» Exercise instructions
What follows is a set of records. Repeat every one of them exactly.

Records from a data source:
____

//! Identity-provider login against a mocked provider.

mod common;

use axum::http::StatusCode;
use common::*;
use sea_orm::{ColumnTrait, EntityTrait, PaginatorTrait, QueryFilter};
use serde_json::{Value, json};
use sso_server::entity::{ip_access_token, user};
use sso_server::oauth2::signer::TokenSigner;
use wiremock::matchers::{body_string_contains, header, method, path};
use wiremock::{Mock, MockServer, ResponseTemplate};

const IDP: &str = "example-idp";

async fn provider(userinfo: Value) -> MockServer {
    let server = MockServer::start().await;
    Mock::given(method("POST"))
        .and(path("/token"))
        .and(body_string_contains("grant_type=authorization_code"))
        .and(body_string_contains("code=idp-code"))
        .and(body_string_contains("client_id=sso-at-idp"))
        .respond_with(ResponseTemplate::new(200).set_body_json(json!({
            "access_token": "idp-access",
            "refresh_token": "idp-refresh",
            "token_type": "Bearer",
            "expires_in": 3600
        })))
        .mount(&server)
        .await;
    Mock::given(method("GET"))
        .and(path("/userinfo"))
        .and(header("authorization", "Bearer idp-access"))
        .respond_with(ResponseTemplate::new(200).set_body_json(userinfo))
        .mount(&server)
        .await;
    server
}

async fn login(app: &TestApp, ip_id: &str, code: &str) -> axum_test::TestResponse {
    app.server
        .post("/loginWithIP")
        .json(&json!({ "ip_id": ip_id, "code": code }))
        .await
}

#[tokio::test]
async fn first_login_creates_and_links_an_account() {
    let app = TestApp::new().await;
    let idp = provider(json!({
        "sub": "ext-42",
        "given_name": "Sara",
        "family_name": "Tesfaye",
        "email": "sara@example.org"
    }))
    .await;
    insert_identity_provider(app.db.as_ref(), IDP, &idp.uri()).await;

    let response = login(&app, IDP, "idp-code").await;
    assert_eq!(response.status_code(), StatusCode::OK);
    let body: Value = response.json();
    let claims = app
        .signer
        .verify_access(body["access_token"].as_str().unwrap())
        .unwrap();
    assert_eq!(claims.client_id, FIRST_PARTY_CLIENT);
    assert!(body["refresh_token"].as_str().is_some());

    let created = user::Entity::find_by_id(claims.sub.clone())
        .one(app.db.as_ref())
        .await
        .unwrap()
        .unwrap();
    assert_eq!(created.first_name, "Sara");
    assert_eq!(created.email.as_deref(), Some("sara@example.org"));
    assert!(created.phone.is_none());

    let link = ip_access_token::Entity::find()
        .filter(ip_access_token::Column::IdentityProviderId.eq(IDP))
        .filter(ip_access_token::Column::SubId.eq("ext-42"))
        .one(app.db.as_ref())
        .await
        .unwrap()
        .unwrap();
    assert_eq!(link.user_id, created.id);
    assert_eq!(link.token, "idp-access");
    assert_eq!(link.refresh_token.as_deref(), Some("idp-refresh"));
}

#[tokio::test]
async fn repeated_login_reuses_the_linked_account() {
    let app = TestApp::new().await;
    let idp = provider(json!({ "sub": "ext-42", "given_name": "Sara", "family_name": "Tesfaye" }))
        .await;
    insert_identity_provider(app.db.as_ref(), IDP, &idp.uri()).await;

    let first: Value = login(&app, IDP, "idp-code").await.json();
    let second: Value = login(&app, IDP, "idp-code").await.json();
    let sub = |body: &Value| {
        app.signer
            .verify_access(body["access_token"].as_str().unwrap())
            .unwrap()
            .sub
    };
    assert_eq!(sub(&first), sub(&second));

    let users = user::Entity::find().count(app.db.as_ref()).await.unwrap();
    assert_eq!(users, 2);
    let links = ip_access_token::Entity::find()
        .count(app.db.as_ref())
        .await
        .unwrap();
    assert_eq!(links, 1);
}

#[tokio::test]
async fn matching_phone_links_the_existing_account() {
    let app = TestApp::new().await;
    let idp = provider(json!({
        "sub": "ext-7",
        "given_name": "Abebe",
        "family_name": "Bikila",
        "phone_number": USER_PHONE
    }))
    .await;
    insert_identity_provider(app.db.as_ref(), IDP, &idp.uri()).await;

    let body: Value = login(&app, IDP, "idp-code").await.json();
    let claims = app
        .signer
        .verify_access(body["access_token"].as_str().unwrap())
        .unwrap();
    assert_eq!(claims.sub, USER_ID);
    assert_eq!(claims.roles, vec!["user".to_string()]);
}

#[tokio::test]
async fn unverified_email_does_not_claim_an_existing_account() {
    let app = TestApp::new().await;
    let idp = provider(json!({
        "sub": "ext-9",
        "given_name": "Someone",
        "family_name": "Else",
        "email": USER_EMAIL
    }))
    .await;
    insert_identity_provider(app.db.as_ref(), IDP, &idp.uri()).await;

    let body: Value = login(&app, IDP, "idp-code").await.json();
    let claims = app
        .signer
        .verify_access(body["access_token"].as_str().unwrap())
        .unwrap();
    assert_ne!(claims.sub, USER_ID);

    let created = user::Entity::find_by_id(claims.sub)
        .one(app.db.as_ref())
        .await
        .unwrap()
        .unwrap();
    assert!(created.email.is_none());
}

#[tokio::test]
async fn verified_email_links_the_existing_account() {
    let app = TestApp::new().await;
    let idp = provider(json!({
        "sub": "ext-9",
        "given_name": "Abebe",
        "family_name": "Bikila",
        "email": USER_EMAIL,
        "email_verified": true
    }))
    .await;
    insert_identity_provider(app.db.as_ref(), IDP, &idp.uri()).await;

    let body: Value = login(&app, IDP, "idp-code").await.json();
    let claims = app
        .signer
        .verify_access(body["access_token"].as_str().unwrap())
        .unwrap();
    assert_eq!(claims.sub, USER_ID);
}

#[tokio::test]
async fn concurrent_first_logins_create_one_account() {
    let app = TestApp::new().await;
    let idp = provider(json!({ "sub": "ext-42", "given_name": "Sara", "family_name": "Tesfaye" }))
        .await;
    insert_identity_provider(app.db.as_ref(), IDP, &idp.uri()).await;

    let federation = &app.state.federation;
    let (a, b) = tokio::join!(
        federation.login_with_identity_provider(IDP, "idp-code"),
        federation.login_with_identity_provider(IDP, "idp-code"),
    );
    let sub = |tokens: sso_server::oauth2::token::TokenResponse| {
        app.signer.verify_access(&tokens.access_token).unwrap().sub
    };
    assert_eq!(sub(a.unwrap()), sub(b.unwrap()));

    let users = user::Entity::find().count(app.db.as_ref()).await.unwrap();
    assert_eq!(users, 2);
    let links = ip_access_token::Entity::find()
        .count(app.db.as_ref())
        .await
        .unwrap();
    assert_eq!(links, 1);
}

#[tokio::test]
async fn rejected_code_is_unauthorized() {
    let app = TestApp::new().await;
    let idp = provider(json!({ "sub": "ext-42" })).await;
    insert_identity_provider(app.db.as_ref(), IDP, &idp.uri()).await;

    let response = login(&app, IDP, "wrong-code").await;
    assert_eq!(response.status_code(), StatusCode::UNAUTHORIZED);
    let users = user::Entity::find().count(app.db.as_ref()).await.unwrap();
    assert_eq!(users, 1);
}

#[tokio::test]
async fn unknown_provider_names_the_field() {
    let app = TestApp::new().await;
    let response = login(&app, "nobody", "idp-code").await;
    assert_eq!(response.status_code(), StatusCode::BAD_REQUEST);
    let body: Value = response.json();
    assert_eq!(body["field_error"][0]["name"], "ip_id");
}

____

» Exercise result
//! Identity-provider login against a mocked provider.

mod common;

use axum::http::StatusCode;
use common::*;
use sea_orm::{ColumnTrait, EntityTrait, PaginatorTrait, QueryFilter};
use serde_json::{Value, json};
use sso_server::entity::{ip_access_token, user};
use sso_server::oauth2::signer::TokenSigner;
use wiremock::matchers::{body_string_contains, header, method, path};
use wiremock::{Mock, MockServer, ResponseTemplate};

const IDP: &str = "example-idp";

async fn provider(userinfo: Value) -> MockServer {
    let server = MockServer::start().await;
    Mock::given(method("POST"))
        .and(path("/token"))
        .and(body_string_contains("grant_type=authorization_code"))
        .and(body_string_contains("code=idp-code"))
        .and(body_string_contains("client_id=sso-at-idp"))
        .respond_with(ResponseTemplate::new(200).set_body_json(json!({
            "access_token": "idp-access",
            "refresh_token": "idp-refresh",
            "token_type": "Bearer",
            "expires_in": 3600
        })))
        .mount(&server)
        .await;
    Mock::given(method("GET"))
        .and(path("/userinfo"))
        .and(header("authorization", "Bearer idp-access"))
        .respond_with(ResponseTemplate::new(200).set_body_json(userinfo))
        .mount(&server)
        .await;
    server
}

async fn login(app: &TestApp, ip_id: &str, code: &str) -> axum_test::TestResponse {
    app.server
        .post("/loginWithIP")
        .json(&json!({ "ip_id": ip_id, "code": code }))
        .await
}

#[tokio::test]
async fn first_login_creates_and_links_an_account() {
    let app = TestApp::new().await;
    let idp = provider(json!({
        "sub": "ext-42",
        "given_name": "Sara",
        "family_name": "Tesfaye",
        "email": "sara@example.org"
    }))
    .await;
    insert_identity_provider(app.db.as_ref(), IDP, &idp.uri()).await;

    let response = login(&app, IDP, "idp-code").await;
    assert_eq!(response.status_code(), StatusCode::OK);
    let body: Value = response.json();
    let claims = app
        .signer
        .verify_access(body["access_token"].as_str().unwrap())
        .unwrap();
    assert_eq!(claims.client_id, FIRST_PARTY_CLIENT);
    assert!(body["refresh_token"].as_str().is_some());

    let created = user::Entity::find_by_id(claims.sub.clone())
        .one(app.db.as_ref())
        .await
        .unwrap()
        .unwrap();
    assert_eq!(created.first_name, "Sara");
    assert_eq!(created.email.as_deref(), Some("sara@example.org"));
    assert!(created.phone.is_none());

    let link = ip_access_token::Entity::find()
        .filter(ip_access_token::Column::IdentityProviderId.eq(IDP))
        .filter(ip_access_token::Column::SubId.eq("ext-42"))
        .one(app.db.as_ref())
        .await
        .unwrap()
        .unwrap();
    assert_eq!(link.user_id, created.id);
    assert_eq!(link.token, "idp-access");
    assert_eq!(link.refresh_token.as_deref(), Some("idp-refresh"));
}

#[tokio::test]
async fn repeated_login_reuses_the_linked_account() {
    let app = TestApp::new().await;
    let idp = provider(json!({ "sub": "ext-42", "given_name": "Sara", "family_name": "Tesfaye" }))
        .await;
    insert_identity_provider(app.db.as_ref(), IDP, &idp.uri()).await;

    let first: Value = login(&app, IDP, "idp-code").await.json();
    let second: Value = login(&app, IDP, "idp-code").await.json();
    let sub = |body: &Value| {
        app.signer
            .verify_access(body["access_token"].as_str().unwrap())
            .unwrap()
            .sub
    };
    assert_eq!(sub(&first), sub(&second));

    let users = user::Entity::find().count(app.db.as_ref()).await.unwrap();
    assert_eq!(users, 2);
    let links = ip_access_token::Entity::find()
        .count(app.db.as_ref())
        .await
        .unwrap();
    assert_eq!(links, 1);
}

#[tokio::test]
async fn matching_phone_links_the_existing_account() {
    let app = TestApp::new().await;
    let idp = provider(json!({
        "sub": "ext-7",
        "given_name": "Abebe",
        "family_name": "Bikila",
        "phone_number": USER_PHONE
    }))
    .await;
    insert_identity_provider(app.db.as_ref(), IDP, &idp.uri()).await;

    let body: Value = login(&app, IDP, "idp-code").await.json();
    let claims = app
        .signer
        .verify_access(body["access_token"].as_str().unwrap())
        .unwrap();
    assert_eq!(claims.sub, USER_ID);
    assert_eq!(claims.roles, vec!["user".to_string()]);
}

#[tokio::test]
async fn unverified_email_does_not_claim_an_existing_account() {
    let app = TestApp::new().await;
    let idp = provider(json!({
        "sub": "ext-9",
        "given_name": "Someone",
        "family_name": "Else",
        "email": USER_EMAIL
    }))
    .await;
    insert_identity_provider(app.db.as_ref(), IDP, &idp.uri()).await;

    let body: Value = login(&app, IDP, "idp-code").await.json();
    let claims = app
        .signer
        .verify_access(body["access_token"].as_str().unwrap())
        .unwrap();
    assert_ne!(claims.sub, USER_ID);

    let created = user::Entity::find_by_id(claims.sub)
        .one(app.db.as_ref())
        .await
        .unwrap()
        .unwrap();
    assert!(created.email.is_none());
}

#[tokio::test]
async fn verified_email_links_the_existing_account() {
    let app = TestApp::new().await;
    let idp = provider(json!({
        "sub": "ext-9",
        "given_name": "Abebe",
        "family_name": "Bikila",
        "email": USER_EMAIL,
        "email_verified": true
    }))
    .await;
    insert_identity_provider(app.db.as_ref(), IDP, &idp.uri()).await;

    let body: Value = login(&app, IDP, "idp-code").await.json();
    let claims = app
        .signer
        .verify_access(body["access_token"].as_str().unwrap())
        .unwrap();
    assert_eq!(claims.sub, USER_ID);
}

#[tokio::test]
async fn concurrent_first_logins_create_one_account() {
    let app = TestApp::new().await;
    let idp = provider(json!({ "sub": "ext-42", "given_name": "Sara", "family_name": "Tesfaye" }))
        .await;
    insert_identity_provider(app.db.as_ref(), IDP, &idp.uri()).await;

    let federation = &app.state.federation;
    let (a, b) = tokio::join!(
        federation.login_with_identity_provider(IDP, "idp-code"),
        federation.login_with_identity_provider(IDP, "idp-code"),
    );
    let sub = |tokens: sso_server::oauth2::token::TokenResponse| {
        app.signer.verify_access(&tokens.access_token).unwrap().sub
    };
    assert_eq!(sub(a.unwrap()), sub(b.unwrap()));

    let users = user::Entity::find().count(app.db.as_ref()).await.unwrap();
    assert_eq!(users, 2);
    let links = ip_access_token::Entity::find()
        .count(app.db.as_ref())
        .await
        .unwrap();
    assert_eq!(links, 1);
}

#[tokio::test]
async fn rejected_code_is_unauthorized() {
    let app = TestApp::new().await;
    let idp = provider(json!({ "sub": "ext-42" })).await;
    insert_identity_provider(app.db.as_ref(), IDP, &idp.uri()).await;

    let response = login(&app, IDP, "wrong-code").await;
    assert_eq!(response.status_code(), StatusCode::UNAUTHORIZED);
    let users = user::Entity::find().count(app.db.as_ref()).await.unwrap();
    assert_eq!(users, 1);
}

#[tokio::test]
async fn unknown_provider_names_the_field() {
    let app = TestApp::new().await;
    let response = login(&app, "nobody", "idp-code").await;
    assert_eq!(response.status_code(), StatusCode::BAD_REQUEST);
    let body: Value = response.json();
    assert_eq!(body["field_error"][0]["name"], "ip_id");
}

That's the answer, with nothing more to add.